La moda è una sorta di karma per Arianna Anelli: c’è sempre stata nella sua vita. Nata a Parma, classe 1994, ha iniziato a sfilare ad appena 7 anni. Da gennaio è uno dei volti di Teleducato, intanto studia giurisprudenza e non esclude in futuro una carriera da attrice.
Arianna, che cosa rappresenta per te il bar?
Un luogo d’incontro dove mi rilasso spesso tra una lezione e l’altra con un caffè o un succo di frutta insieme alle amiche.
Il tuo bar ideale per l’aperitivo?
Un locale accogliente, informale, con musica di sottofondo che permetta anche di parlare, ma metta allegria. Per quanto concerne l’offerta food&drink, non sono una tipa da cocktail: prima di cena ordino un bicchiere di Prosecco o una bibita analcolica. E non rinuncio mai alle patatine fritte, nonostante siano un attentato per la linea!
Da quando avevi 17 anni lavori anche come ragazza immagine. Com’è cambiato il mondo delle discoteche?
La discoteca ormai non è più solo un luogo dove ballare, ma uno spazio polifunzionale aperto dall’aperitivo a tarda notte. Risultato? Chi fa il mio lavoro, oggi, trascorre più con i clienti di quanto accadesse in passato. Insomma, la ragazza immagine non è più relegata a ballare sopra un cubo, ma deve intrattenersi con gli ospiti facendo due chiacchiere.
Le qualità imprescindibili per una ragazza immagine?
Simpatia, serietà, attitudine verso la danza e bella presenza. Quanto all’età, in genere le ragazze immagine hanno tra 18 i 25 anni.
Parliamo di ristoranti. Quali preferisci?
Quelli che mostrano attenzione per chi segue la dieta vegana, come me. Dal punto di vista dell’estetica, ho un debole per i colori tenui. Quanto al servizio, ritengo essenziali gentilezza e velocità.
Si potrebbe fare di più per i vegani al ristorante, secondo te?
Sì, si potrebbero introdurre un numero maggiore di piatti vegani, evidenziandoli con un pallino all’interno del menu.

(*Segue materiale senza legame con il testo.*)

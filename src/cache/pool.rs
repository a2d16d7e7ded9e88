//! Fixed-capacity resource pools.
//!
//! Every handle a tier can lend out is created once at startup and recycled
//! through a free list for the lifetime of the loader. Nothing is allocated
//! or freed per block.

use std::collections::{HashSet, VecDeque};
use std::fmt::Debug;
use std::hash::Hash;
use std::sync::{Mutex, MutexGuard};

use serde::Serialize;
use thiserror::Error;
use tracing::debug;

#[derive(Error, Debug, PartialEq, Eq)]
pub enum PoolError {
    #[error("Handle {0} released twice")]
    DoubleRelease(String),

    #[error("Handle {0} does not belong to this pool")]
    UnknownHandle(String),
}

/// Handle to one main-memory pixel buffer.
#[derive(Debug, Clone, Copy, PartialEq, Eq, Hash, PartialOrd, Ord, Serialize)]
pub struct BufferId(pub usize);

impl std::fmt::Display for BufferId {
    fn fmt(&self, f: &mut std::fmt::Formatter<'_>) -> std::fmt::Result {
        write!(f, "buf#{}", self.0)
    }
}

/// Free list of interchangeable handles with a fixed total count.
#[derive(Debug)]
pub struct ResourcePool<H> {
    /// Every handle the pool was created with.
    known: HashSet<H>,

    /// Handles available to lend, in release order.
    free_list: VecDeque<H>,

    /// Mirror of `free_list` for O(1) double-release checks.
    free_set: HashSet<H>,
}

impl<H> ResourcePool<H>
where
    H: Copy + Eq + Hash + Debug,
{
    pub fn new(handles: impl IntoIterator<Item = H>) -> Self {
        let free_list: VecDeque<H> = handles.into_iter().collect();
        let free_set: HashSet<H> = free_list.iter().copied().collect();

        Self {
            known: free_set.clone(),
            free_list,
            free_set,
        }
    }

    /// Take a handle from the free list, if any remain.
    pub fn acquire(&mut self) -> Option<H> {
        let handle = self.free_list.pop_front()?;
        self.free_set.remove(&handle);
        Some(handle)
    }

    /// Return a handle to the free list.
    pub fn release(&mut self, handle: H) -> Result<(), PoolError> {
        if !self.known.contains(&handle) {
            return Err(PoolError::UnknownHandle(format!("{handle:?}")));
        }
        if !self.free_set.insert(handle) {
            return Err(PoolError::DoubleRelease(format!("{handle:?}")));
        }
        self.free_list.push_back(handle);
        Ok(())
    }

    /// Handles currently available.
    pub fn free(&self) -> usize {
        self.free_list.len()
    }

    /// Handles the pool was created with.
    pub fn total(&self) -> usize {
        self.known.len()
    }

    /// Handles currently lent out.
    pub fn in_use(&self) -> usize {
        self.total() - self.free()
    }

    /// Remove every handle from the pool, returning them for teardown.
    pub fn drain_all(&mut self) -> Vec<H> {
        self.free_list.clear();
        self.free_set.clear();
        self.known.drain().collect()
    }
}

/// The main-memory pixel buffers, one per `BufferId`, each sized for one block.
///
/// Each slot has its own lock so the render thread can upload from one buffer
/// while the loader fills another.
pub struct PixelBuffers {
    slots: Vec<Mutex<Box<[f32]>>>,
    voxels: usize,
}

impl PixelBuffers {
    pub fn new(count: usize, voxels: usize) -> Self {
        let slots = (0..count)
            .map(|_| Mutex::new(vec![0.0f32; voxels].into_boxed_slice()))
            .collect();

        debug!(count, voxels, "Allocated pixel buffers");
        Self { slots, voxels }
    }

    /// All buffer ids, for seeding a `ResourcePool`.
    pub fn ids(&self) -> impl Iterator<Item = BufferId> {
        (0..self.slots.len()).map(BufferId)
    }

    pub fn len(&self) -> usize {
        self.slots.len()
    }

    pub fn is_empty(&self) -> bool {
        self.slots.is_empty()
    }

    /// Voxels held by each buffer.
    pub fn voxels(&self) -> usize {
        self.voxels
    }

    /// Lock one buffer. A poisoned slot is recovered, its contents are
    /// rewritten on the next load anyway.
    pub fn lock(&self, id: BufferId) -> Option<MutexGuard<'_, Box<[f32]>>> {
        let slot = self.slots.get(id.0)?;
        Some(slot.lock().unwrap_or_else(|poisoned| poisoned.into_inner()))
    }
}

impl std::fmt::Debug for PixelBuffers {
    fn fmt(&self, f: &mut std::fmt::Formatter<'_>) -> std::fmt::Result {
        f.debug_struct("PixelBuffers")
            .field("count", &self.slots.len())
            .field("voxels", &self.voxels)
            .finish()
    }
}
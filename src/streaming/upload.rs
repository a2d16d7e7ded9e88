//! Render-thread upload pump.
//!
//! Called once per frame. Pops `GpuReady` blocks and uploads their pixels
//! until the frame's streaming budget is spent; whatever is left waits for the
//! next frame. At least one ready block is handled per call so streaming
//! always makes progress.

use std::time::{Duration, Instant};

use serde::Serialize;
use tracing::{debug, warn};

use crate::cache::block::BlockStatus;
use crate::gpu::TextureBackend;
use crate::streaming::loader::{lock, BlockLoader};

/// What one call to [`BlockLoader::drain_ready_for_upload`] did.
#[derive(Debug, Clone, Copy, Default, Serialize)]
pub struct UploadReport {
    pub uploaded: usize,
    pub failed: usize,
    /// Entries skipped because the block lost its texture before upload.
    pub stale: usize,
    /// Ready blocks left for later frames.
    pub remaining: usize,
    pub elapsed: Duration,
}

impl BlockLoader {
    /// Upload ready blocks until `budget` is exceeded or none are left.
    ///
    /// The cache lock is released during the upload itself; only the block's
    /// pixel buffer stays locked. A failed upload returns the texture to the
    /// pool and leaves the block `CpuResident`.
    pub fn drain_ready_for_upload<B>(&self, backend: &mut B, budget: Duration) -> UploadReport
    where
        B: TextureBackend + ?Sized,
    {
        let start = Instant::now();
        let shared = &self.shared;
        let extent = shared.blocks.geometry().block_extent();
        let mut report = UploadReport::default();
        let mut freed_texture = false;

        loop {
            let Some(id) = lock(&shared.ready).pop_front() else {
                break;
            };
            let Some(block) = shared.blocks.get(id) else {
                continue;
            };

            let mut cache = lock(&shared.cache);
            let (buffer, texture) =
                match (block.status(), cache.main.handle(id), cache.gpu.handle(id)) {
                    (BlockStatus::GpuReady, Some(buffer), Some(texture)) => (buffer, texture),
                    _ => {
                        cache.counters.stale_uploads += 1;
                        report.stale += 1;
                        continue;
                    }
                };
            let Some(pixels) = shared.buffers.lock(buffer) else {
                cache.counters.stale_uploads += 1;
                report.stale += 1;
                continue;
            };
            drop(cache);

            let result = backend.upload_pixels(texture, &pixels, extent);
            drop(pixels);

            let mut cache = lock(&shared.cache);
            let current =
                block.status() == BlockStatus::GpuReady && cache.gpu.handle(id) == Some(texture);

            match result {
                Ok(()) if current => {
                    block.set_status(BlockStatus::GpuResident);
                    cache.gpu.touch(id);
                    cache.counters.uploads += 1;
                    report.uploaded += 1;
                    debug!(block_id = id, texture = %texture, "Uploaded block");
                }
                Ok(()) => {
                    cache.counters.stale_uploads += 1;
                    report.stale += 1;
                }
                Err(e) => {
                    warn!(block_id = id, texture = %texture, error = %e, "Texture upload failed");
                    cache.counters.upload_failures += 1;
                    report.failed += 1;
                    if current {
                        cache.gpu.remove(id);
                        block.set_status(BlockStatus::CpuResident);
                        freed_texture = true;
                    }
                }
            }
            drop(cache);

            if start.elapsed() >= budget {
                break;
            }
        }

        report.remaining = lock(&shared.ready).len();
        report.elapsed = start.elapsed();

        if freed_texture {
            self.wake();
        }
        if report.uploaded > 0 || report.failed > 0 {
            debug!(
                uploaded = report.uploaded,
                failed = report.failed,
                remaining = report.remaining,
                elapsed_us = report.elapsed.as_micros() as u64,
                "Drained upload queue"
            );
        }
        report
    }
}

Credo che i bar siano più sensibili al tema. Penso, per esempio, alla diffusione del latte di soia che ormai si trova ovunque.
Infine, quali sono i tuoi locali del cuore?
A Parma per la colazione vi consiglio Le bistro in piazza Garibaldi; per l’aperitivo il Dolce Vita in via Farini. La mia pizzeria, invece, è la Tramonti 2 mentre il mio ristorante di riferimento è l’Apriti Sesamo, di cucina vegana. Infine , per un bicchiere pre disco mi piace l’Habanero, a Reggio Emilia.